Our stockholders may communicate directly with our Board of Directors. You may contact any member (or all members) of our board, any board committee or any chair of any such committee by mail. Any stockholder desiring to communicate to our directors may do so by sending a letter addressed to the person, persons or committee the stockholder wishes to contact, in care of Investor Relations, Hibbett Sporting Goods, Inc., 451 Industrial Lane, Birmingham, Alabama 35211. The letter should state that the sender is a current stockholder. We intend to disclose any future changes to this stockholder communication process on the Investor Information portion of our website located at www.hibbett.com.

 

All mail received as set forth in the preceding paragraph will be examined by management and/or our general counsel for the purpose of determining whether the contents actually represent messages from stockholders to our directors. We will also examine the mailing from the standpoint of security. Any contents from a stockholder that are not in the nature of advertising, promotions of a product or service or patently offensive material will be forwarded promptly to the addressee.

 

It is our board’s policy that each of our directors should attend the Annual Meeting.

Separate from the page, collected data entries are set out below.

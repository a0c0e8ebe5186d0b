use serde::Deserialize;
use std::net::SocketAddr;
use std::time::Duration;

#[derive(Debug, Deserialize, Clone, PartialEq)]
pub struct DashboardConfig {
    /// Base location of the benchmark's HTTP server.
    pub status_url: String,
    pub poll_interval_secs: u64,
    pub request_timeout_secs: u64,
    pub listen_addr: SocketAddr,
}

impl DashboardConfig {
    pub fn poll_interval(&self) -> Duration {
        Duration::from_secs(self.poll_interval_secs)
    }

    pub fn request_timeout(&self) -> Duration {
        Duration::from_secs(self.request_timeout_secs)
    }

    fn validate(self) -> anyhow::Result<Self> {
        if self.poll_interval_secs == 0 {
            anyhow::bail!("poll_interval_secs must be greater than 0");
        }
        if self.request_timeout_secs == 0 {
            anyhow::bail!("request_timeout_secs must be greater than 0");
        }
        if self.status_url.trim().is_empty() {
            anyhow::bail!("status_url must not be empty");
        }
        Ok(self)
    }
}

fn builder() -> anyhow::Result<config::ConfigBuilder<config::builder::DefaultState>> {
    Ok(config::Config::builder()
        .set_default("status_url", "http://localhost:8005")?
        .set_default("poll_interval_secs", 5)?
        .set_default("request_timeout_secs", 10)?
        .set_default("listen_addr", "127.0.0.1:8080")?)
}

/// Defaults, then `config/dashboard.*` if present, then `DASHBOARD_*`
/// environment variables.
pub fn load_dashboard_config() -> anyhow::Result<DashboardConfig> {
    let settings = builder()?
        .add_source(config::File::with_name("config/dashboard").required(false))
        .add_source(config::Environment::with_prefix("DASHBOARD"))
        .build()?;

    settings.try_deserialize::<DashboardConfig>()?.validate()
}
// Snapshot normalizer - Deterministic ordering of workloads and snapshot entries
use crate::domain::report::{NormalizedReport, NormalizedSnapshot, Report};

/// Sort workload names, snapshots and per-workload entries so that two polls
/// of the same data render workloads in the same positions and colors.
pub fn normalize(report: &Report) -> NormalizedReport {
    let mut workload_names = report.workload_names.clone();
    workload_names.sort();
    workload_names.dedup();

    let mut snapshots: Vec<NormalizedSnapshot> = report
        .snapshots
        .iter()
        .map(|snapshot| {
            let mut per_workload: Vec<_> = snapshot
                .per_workload
                .iter()
                .map(|(name, metrics)| (name.clone(), metrics.clone()))
                .collect();
            per_workload.sort_by(|a, b| a.0.cmp(&b.0));

            NormalizedSnapshot {
                time: snapshot.time,
                overall: snapshot.overall.clone(),
                per_workload,
            }
        })
        .collect();
    // Stable, so equal timestamps keep their arrival order
    snapshots.sort_by(|a, b| a.time.total_cmp(&b.time));

    NormalizedReport {
        workload_names,
        snapshots,
        current_time: report.current_time,
        note: report.note.clone(),
    }
}

#[cfg(test)]
mod tests {
    use super::*;
    use crate::domain::report::Snapshot;
    use crate::domain::report::fixtures::{metrics, report, snapshot};

    fn denormalize(normalized: &NormalizedReport) -> Report {
        Report {
            workload_names: normalized.workload_names.clone(),
            snapshots: normalized
                .snapshots
                .iter()
                .map(|s| Snapshot {
                    time: s.time,
                    overall: s.overall.clone(),
                    per_workload: s.per_workload.iter().cloned().collect(),
                })
                .collect(),
            current_time: normalized.current_time,
            note: normalized.note.clone(),
        }
    }

    fn sample() -> Report {
        report(
            &["zeta", "alpha", "mid", "alpha"],
            vec![
                snapshot(
                    2.0,
                    vec![("zeta", metrics(1.0, 1.0)), ("alpha", metrics(2.0, 2.0))],
                ),
                snapshot(
                    1.0,
                    vec![("mid", metrics(3.0, 3.0)), ("alpha", metrics(4.0, 4.0))],
                ),
            ],
            3.0,
        )
    }

    #[test]
    fn test_orders_workloads_and_entries() {
        let normalized = normalize(&sample());

        assert_eq!(normalized.workload_names, vec!["alpha", "mid", "zeta"]);
        assert_eq!(normalized.snapshots[0].time, 1.0);
        assert_eq!(normalized.snapshots[1].time, 2.0);

        let names: Vec<&str> = normalized.snapshots[1]
            .per_workload
            .iter()
            .map(|(n, _)| n.as_str())
            .collect();
        assert_eq!(names, vec!["alpha", "zeta"]);
        assert_eq!(normalized.snapshots[1].workload("zeta").unwrap().rate, 1.0);
        assert!(normalized.snapshots[1].workload("mid").is_none());
    }

    #[test]
    fn test_normalize_is_idempotent() {
        let once = normalize(&sample());
        let twice = normalize(&denormalize(&once));
        assert_eq!(once, twice);
    }

    #[test]
    fn test_input_order_does_not_matter() {
        let mut reordered = sample();
        reordered.workload_names.reverse();
        reordered.snapshots.reverse();

        assert_eq!(normalize(&sample()), normalize(&reordered));
    }

    #[test]
    fn test_empty_report() {
        let normalized = normalize(&report(&[], vec![], 0.0));
        assert!(normalized.workload_names.is_empty());
        assert!(normalized.snapshots.is_empty());
    }
}
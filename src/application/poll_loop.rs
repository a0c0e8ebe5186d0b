// Poll loop - Fetch, normalize, aggregate and render on a fixed cadence
use crate::application::aggregator::build_frame;
use crate::application::chart_registry::ChartRegistry;
use crate::application::normalizer::normalize;
use crate::application::telemetry_source::TelemetrySource;
use crate::domain::error::DashboardError;
use std::sync::Arc;
use std::time::Duration;
use tokio::time::{Instant, MissedTickBehavior};

pub struct PollLoop {
    source: Arc<dyn TelemetrySource>,
    registry: ChartRegistry,
    interval: Duration,
    charts_created: bool,
    last_note: String,
}

impl PollLoop {
    pub fn new(source: Arc<dyn TelemetrySource>, registry: ChartRegistry, interval: Duration) -> Self {
        Self {
            source,
            registry,
            interval,
            charts_created: false,
            last_note: String::new(),
        }
    }

    #[cfg(test)]
    pub fn registry(&self) -> &ChartRegistry {
        &self.registry
    }

    /// Poll forever. Each poll runs to completion before the next tick is
    /// awaited, and a tick that came due while a poll was still running is
    /// dropped, so at most one poll is ever in flight.
    pub async fn run(mut self) {
        let mut ticker = tokio::time::interval(self.interval);
        ticker.set_missed_tick_behavior(MissedTickBehavior::Skip);
        let mut last_finished: Option<Instant> = None;

        loop {
            let scheduled = ticker.tick().await;
            if last_finished.is_some_and(|finished| scheduled < finished) {
                tracing::debug!("Previous poll overran the {:?} interval, skipping tick", self.interval);
                continue;
            }

            self.tick().await;
            last_finished = Some(Instant::now());
        }
    }

    /// Run one poll and absorb its failure. Charts keep whatever they showed
    /// before a failed poll. Returns whether the poll succeeded.
    pub async fn tick(&mut self) -> bool {
        match self.poll_once().await {
            Ok(()) => true,
            Err(e) => {
                tracing::warn!("Poll failed, keeping last rendered data: {}", e);
                self.registry
                    .show_note(&failure_note(&self.last_note, &e));
                false
            }
        }
    }

    /// One full pass of fetch, normalize, aggregate and render.
    pub async fn poll_once(&mut self) -> Result<(), DashboardError> {
        let report = self.source.fetch_report().await?;
        let report = normalize(&report);

        if !self.charts_created {
            self.registry.create_all(&report.workload_names);
            self.charts_created = true;
            tracing::info!(
                "Created charts for {} workloads: {:?}",
                report.workload_names.len(),
                report.workload_names
            );
        } else {
            for workload in &report.workload_names {
                if self.registry.ensure_histogram(workload) {
                    tracing::info!("New workload {} appeared, created its histogram", workload);
                }
            }
        }

        // Derive everything before touching any chart
        let frame = build_frame(&report)?;
        self.registry.apply(&frame)?;

        tracing::debug!(
            "Rendered {} snapshots for {} workloads, time domain [{}, {}]",
            report.snapshots.len(),
            report.workload_names.len(),
            frame.time_domain.min,
            frame.time_domain.max
        );

        self.registry.show_note(&report.note);
        self.last_note = report.note;
        Ok(())
    }
}

fn failure_note(last_note: &str, error: &DashboardError) -> String {
    if last_note.is_empty() {
        format!("last poll failed: {}", error)
    } else {
        format!("{}; last poll failed: {}", last_note, error)
    }
}
// Main entry point - Dependency injection, poll loop and server setup
mod application;
mod domain;
mod infrastructure;
mod presentation;

use anyhow::Context;
use axum::{routing::get, Router};
use std::sync::Arc;
use tower_http::compression::CompressionLayer;
use tower_http::trace::TraceLayer;

use crate::application::chart_registry::ChartRegistry;
use crate::application::poll_loop::PollLoop;
use crate::infrastructure::config::load_dashboard_config;
use crate::infrastructure::status_client::HttpStatusClient;
use crate::infrastructure::view_store::ViewStore;
use crate::presentation::app_state::AppState;
use crate::presentation::handlers::{get_chart, get_dashboard, health_check};

#[tokio::main]
async fn main() -> anyhow::Result<()> {
    // Initialize tracing
    tracing_subscriber::fmt::init();

    // Load configuration
    let config = load_dashboard_config()?;

    // Status source and renderer (infrastructure layer)
    let source = Arc::new(HttpStatusClient::new(
        &config.status_url,
        config.request_timeout(),
    )?);
    let views = ViewStore::new();

    // The registry is owned by the poll loop and never shared
    let registry = ChartRegistry::new(Arc::new(views.clone()));
    tracing::info!(
        "Polling {} every {:?}",
        source.status_url(),
        config.poll_interval()
    );
    let poll_loop = PollLoop::new(source, registry, config.poll_interval());
    tokio::spawn(poll_loop.run());

    let state = Arc::new(AppState { views });

    let router = Router::new()
        .route("/healthz", get(health_check))
        .route("/api/dashboard", get(get_dashboard))
        .route("/api/charts/:id", get(get_chart))
        .layer(CompressionLayer::new())
        .layer(TraceLayer::new_for_http())
        .with_state(state);

    tracing::info!("Starting bench-dashboard on {}", config.listen_addr);
    let listener = tokio::net::TcpListener::bind(config.listen_addr)
        .await
        .with_context(|| format!("Failed to bind {}", config.listen_addr))?;
    axum::serve(listener, router).await?;

    Ok(())
}
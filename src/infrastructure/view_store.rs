// In-memory chart views - The renderer the HTTP surface reads from
use crate::application::renderer::{ChartRenderer, ChartView};
use crate::domain::chart::{ChartDataset, ChartId};
use chrono::{DateTime, Utc};
use serde::Serialize;
use serde_json::Value;
use std::collections::BTreeMap;
use std::sync::{Arc, PoisonError, RwLock, RwLockReadGuard, RwLockWriteGuard};

/// Everything a page needs to draw one chart.
#[derive(Debug, Clone, Serialize, PartialEq)]
pub struct RenderedChart {
    pub id: String,
    pub title: String,
    pub description: Value,
    pub params: BTreeMap<String, Value>,
    pub data: Value,
    /// Bumped on every layout pass.
    pub revision: u64,
}

#[derive(Debug, Clone, Default, Serialize, PartialEq)]
pub struct DashboardView {
    pub note: String,
    pub updated_at: Option<DateTime<Utc>>,
    pub charts: Vec<RenderedChart>,
}

/// Shared store of rendered views. Views are kept in creation order.
#[derive(Debug, Clone, Default)]
pub struct ViewStore {
    inner: Arc<RwLock<DashboardView>>,
}

impl ViewStore {
    pub fn new() -> Self {
        Self::default()
    }

    pub fn snapshot(&self) -> DashboardView {
        self.read().clone()
    }

    pub fn chart(&self, id: &str) -> Option<RenderedChart> {
        self.read().charts.iter().find(|c| c.id == id).cloned()
    }

    fn read(&self) -> RwLockReadGuard<'_, DashboardView> {
        self.inner.read().unwrap_or_else(PoisonError::into_inner)
    }

    fn write(&self) -> RwLockWriteGuard<'_, DashboardView> {
        self.inner.write().unwrap_or_else(PoisonError::into_inner)
    }

    fn with_chart(&self, id: &str, f: impl FnOnce(&mut RenderedChart)) {
        let mut view = self.write();
        if let Some(chart) = view.charts.iter_mut().find(|c| c.id == id) {
            f(chart);
            view.updated_at = Some(Utc::now());
        }
    }
}

struct StoredView {
    id: String,
    store: ViewStore,
    // Pending changes are published on resize, like a layout pass
    pending_params: BTreeMap<String, Value>,
    pending_data: Option<Value>,
}

impl ChartView for StoredView {
    fn set_param(&mut self, name: &str, value: Value) {
        self.pending_params.insert(name.to_string(), value);
    }

    fn replace_data(&mut self, dataset: &ChartDataset) {
        match serde_json::to_value(dataset) {
            Ok(data) => self.pending_data = Some(data),
            Err(e) => tracing::error!("Failed to encode data for chart {}: {}", self.id, e),
        }
    }

    fn resize(&mut self) {
        let params = std::mem::take(&mut self.pending_params);
        let data = self.pending_data.take();
        self.store.with_chart(&self.id, |chart| {
            chart.params.extend(params);
            if let Some(data) = data {
                chart.data = data;
            }
            chart.revision += 1;
        });
    }
}

impl ChartRenderer for ViewStore {
    fn create_view(&self, id: &ChartId, description: Value) -> Box<dyn ChartView> {
        let key = id.to_string();
        {
            let mut view = self.write();
            if !view.charts.iter().any(|c| c.id == key) {
                view.charts.push(RenderedChart {
                    id: key.clone(),
                    title: id.title(),
                    description,
                    params: BTreeMap::new(),
                    data: Value::Array(Vec::new()),
                    revision: 0,
                });
            }
        }

        Box::new(StoredView {
            id: key,
            store: self.clone(),
            pending_params: BTreeMap::new(),
            pending_data: None,
        })
    }

    fn show_note(&self, note: &str) {
        self.write().note = note.to_string();
    }
}
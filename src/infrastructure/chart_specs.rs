// Declarative chart descriptions (Vega-Lite) for every dashboard chart
use crate::domain::chart::ChartId;
use serde_json::{json, Value};

const VL_SCHEMA: &str = "https://vega.github.io/schema/vega-lite/v5.json";

/// Every view reads its rows from this named data set.
pub const DATA_NAME: &str = "data";

pub fn describe(id: &ChartId) -> Value {
    match id {
        ChartId::OverallRate => rate_chart(id, None),
        ChartId::EventRate => rate_chart(id, Some("Workload")),
        ChartId::OverallLatencyPercentile => time_series(id, "Latency (ms)", Some("Percentile")),
        ChartId::EventRateRatio => time_series(id, "Event rate / desired rate", Some("Workload")),
        ChartId::MeanLatency => time_series(id, "Mean latency (ms)", Some("Workload")),
        ChartId::MaxLatency => time_series(id, "Max latency (ms)", Some("Workload")),
        ChartId::Histogram(_) => histogram(id),
    }
}

fn time_x() -> Value {
    json!({
        "field": "Time",
        "type": "quantitative",
        "scale": { "domain": { "expr": "time_domain" }, "nice": false },
    })
}

fn color(field: &str) -> Value {
    json!({ "field": field, "type": "nominal", "legend": { "orient": "bottom" } })
}

fn base(id: &ChartId, params: Value, layers: Vec<Value>) -> Value {
    json!({
        "$schema": VL_SCHEMA,
        "width": "container",
        "title": id.title(),
        "data": { "name": DATA_NAME },
        "params": params,
        "layer": layers,
    })
}

fn time_domain_params() -> Value {
    json!([{ "name": "time_domain", "value": [0, 1] }])
}

fn time_series(id: &ChartId, y_field: &str, color_field: Option<&str>) -> Value {
    let mut encoding = json!({
        "x": time_x(),
        "y": { "field": y_field, "type": "quantitative" },
    });
    if let Some(field) = color_field {
        encoding["color"] = color(field);
    }

    base(
        id,
        time_domain_params(),
        vec![json!({ "mark": { "type": "line", "point": true }, "encoding": encoding })],
    )
}

// Observed rate as a solid line, desired rate dashed underneath
fn rate_chart(id: &ChartId, color_field: Option<&str>) -> Value {
    let mut chart = time_series(id, "Event rate", color_field);

    let mut desired = json!({
        "x": { "field": "Time", "type": "quantitative" },
        "y": { "field": "Desired rate", "type": "quantitative" },
    });
    if let Some(field) = color_field {
        desired["color"] = json!({ "field": field, "type": "nominal" });
    }

    if let Some(layers) = chart["layer"].as_array_mut() {
        layers.push(json!({
            "mark": { "type": "line", "strokeWidth": 1, "strokeDash": [4, 4] },
            "encoding": desired,
        }));
    }
    chart
}

fn histogram(id: &ChartId) -> Value {
    base(
        id,
        json!([
            { "name": "latency_min", "value": 0 },
            { "name": "latency_max", "value": 1 },
        ]),
        vec![json!({
            "mark": { "type": "bar" },
            "encoding": {
                "x": {
                    "field": "Latency (ms)",
                    "type": "quantitative",
                    "scale": {
                        "domainMin": { "expr": "latency_min" },
                        "domainMax": { "expr": "latency_max" },
                    },
                },
                "y": { "field": "Count", "type": "quantitative" },
            },
        })],
    )
}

All of our directors were in attendance at the 2005 annual meeting of our stockholders.

 

SECURITY OWNERSHIP OF CERTAIN BENEFICIAL OWNERS AND MANAGEMENT

 

Security Ownership of Certain Beneficial Owners

 

The following table sets forth certain information concerning the beneficial ownership of the Company’s common stock as of April 3, 2006 by each person (or group within the meaning of Section 13(d)(3) of the Exchange Act) known by the Company to own beneficially more than five percent of the Company’s common stock:

 

Name and Address of 5% Beneficial Owners

Amount and Nature of Beneficial Ownership (1)

Percent of

Class (1)

 

 

 

T. Rowe Price Associates, Inc. (2)

100 East Pratt Street

Baltimore, Maryland 21202

2,074,505

5.8%

 

 

 

Wasatch Advisors, Inc. (3)

150 Social Hall Avenue

Salt Lake City, Utah 84111

1,944,650

5.4%

 

 

 

 

 

 

 

(1)

As used in this table “beneficial ownership” means the sole or shared power to vote or direct the voting or to dispose or direct the disposition of any security. A person is deemed as of any date to have “beneficial ownership” of any security that such person has a right to acquire within 60 days. Any such security is deemed to be outstanding for purposes of calculating the ownership percentage of such person, but is not deemed to be outstanding for purposes of calculating the ownership percentage of any other person.

(2)

Shares over which T. Rowe Price Associates, Inc., registered investment advisor, has discretionary authority to buy, sell and vote, as reported in its Schedule 13G filed with the SEC on February 14, 2006.

(3)

Shares over which Wasatch Advisors, Inc., registered investment advisor, has discretionary authority to buy, sell and vote, as reported in its Schedule 13G filed with the SEC on February 14, 2006.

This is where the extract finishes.